Smith and colleagues sought to compare the likelihood of breast preservation, complications and survival for brachytherapy and WBI among a cohort of older women with breast cancer.
The researchers devised a population-based cohort study of 92,735 women aged 67 and older diagnosed with invasive breast cancer between 2003 and 2007 and followed up through 2008.
Brachytherapy use increased from 3.47 percent of patients diagnosed in 2003 to 12.53 percent of patients in 2007. The researchers reported a five-year cumulative incidence of subsequent mastectomy of 3.95 percent in women treated with brachytherapy vs. 2.18 in the WBI group.
Smith et al also observed a higher risk of infectious and noninfectious postoperative complications among patients treated with brachytherapy compared with WBI. These included breast pain at 14.55 percent and 11.92 percent, respectively; fat necrosis at 8.26 percent and 4.05 percent, respectively; and rib fracture at 4.53 percent and 3.62 percent, respectively. However, women treated with WBI had a higher five-year incidence of pneumonitis.
Meanwhile, at five years, survival was comparable in the two groups. Patients treated with brachytherapy had an overall survival rate of 87.66 percent and those treated with WBI had a rate of 87.04 percent.
“Exploratory subgroup analysis failed to identify any subset of patients demonstrating significant clinical benefit from brachytherapy compared with standard treatment,” wrote Smith et al.
The researchers noted that additional data are required to confirm the validity and generalizability of the findings. They referred to a prior registry trial (Cancer 2010;116(920):4677-4685) that demonstrated five-year recurrence risks in line with the mastectomy risks reported in the current study, but it lacked a control group. Other studies have reported conflicting results.
The ongoing study (RTOG 0413/NSABP B-39) is a randomized trial designed to address persistent questions about breast brachytherapy. However, data detailing local recurrence risks and long-term complications will not be available for some time.
Smith et al outlined a few facts for physicians and patients to consider in the risk-benefit assessment process. WBI is associated with five-year recurrence rates as low as 0.6 to 0.9 percent. On the other hand, the researchers wrote that breast brachytherapy outcomes might improve as physicians accumulate experience or as patient selection criteria are developed.
The researchers emphasized the need for further study in younger patients with other insurance status and for longer follow-up to determine the impact of time on relative risk of outcomes.
Limitations of the study included use of claims-based definitions of invasive cancer and radiation; inability to adjust for covariates, such as cancer stage, histopathology and surgical margins and the possibility of detection bias for complications related to a newer technique.
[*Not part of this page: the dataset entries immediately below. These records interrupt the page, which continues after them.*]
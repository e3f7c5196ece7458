pub mod config;
pub mod context;
pub mod discretization;
pub mod field;
pub mod models;
pub mod numerics;
pub mod physics;
pub mod processing;
pub mod csr;
pub mod solver;
pub mod sparse;
pub mod timing;

use std::sync::Arc;
use std::sync::atomic::{AtomicBool, Ordering};
use std::time::Instant;

use nalgebra::DVector;

#[derive(Debug, Clone, Copy, PartialEq)]
pub enum Tolerance {
    Absolute(f64),
    Relative(f64),
    Combined(f64, f64),
}

#[derive(Debug, Clone, Copy, PartialEq)]
pub enum ConvergenceMetric {
    L2Norm,
    MaxNorm,
}

/// Residual-based stopping rule for the Krylov solver.
#[derive(Debug, Clone, Copy, PartialEq)]
pub struct Convergence {
    pub tolerance: Tolerance,
    pub metric: ConvergenceMetric,
}

impl Default for Convergence {
    fn default() -> Self {
        Self {
            tolerance: Tolerance::Combined(1e-30, 1e-10),
            metric: ConvergenceMetric::L2Norm,
        }
    }
}

impl Convergence {
    pub fn norm(&self, vector: &DVector<f64>) -> f64 {
        match self.metric {
            ConvergenceMetric::L2Norm => vector.norm(),
            ConvergenceMetric::MaxNorm => vector.amax(),
        }
    }

    pub fn check_tolerance(&self, norm: f64, initial_norm: f64) -> bool {
        match self.tolerance {
            Tolerance::Absolute(tol) => norm < tol,
            Tolerance::Relative(tol) => norm / initial_norm < tol,
            Tolerance::Combined(abs_tol, rel_tol) => {
                norm < abs_tol || (norm / initial_norm) < rel_tol
            }
        }
    }
}

/// Shared flag for abandoning a running solve from another thread.
#[derive(Debug, Clone, Default)]
pub struct CancelToken(Arc<AtomicBool>);

impl CancelToken {
    pub fn new() -> Self {
        Self::default()
    }

    pub fn cancel(&self) {
        self.0.store(true, Ordering::Relaxed);
    }

    pub fn is_cancelled(&self) -> bool {
        self.0.load(Ordering::Relaxed)
    }
}

/// Limits checked before and after a linear solve.
#[derive(Debug, Clone, Default)]
pub struct SolveControl {
    pub deadline: Option<Instant>,
    pub cancel: Option<CancelToken>,
}

impl SolveControl {
    pub fn is_cancelled(&self) -> bool {
        self.cancel.as_ref().is_some_and(CancelToken::is_cancelled)
    }

    pub fn is_expired(&self) -> bool {
        self.deadline.is_some_and(|d| Instant::now() >= d)
    }
}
The study does not prove causality between brachytherapy treatment and subsequent mastectomy, local tumor recurrence or complications, but Smith et al wrote that prior studies have suggested a high prevalence of clinically occult spread of breast cancer to other parts of the breast.
“Although these [current] results await validation in the prospective setting, they also prompt caution over widespread application of breast brachytherapy outside the study setting,” concluded Smith and colleagues.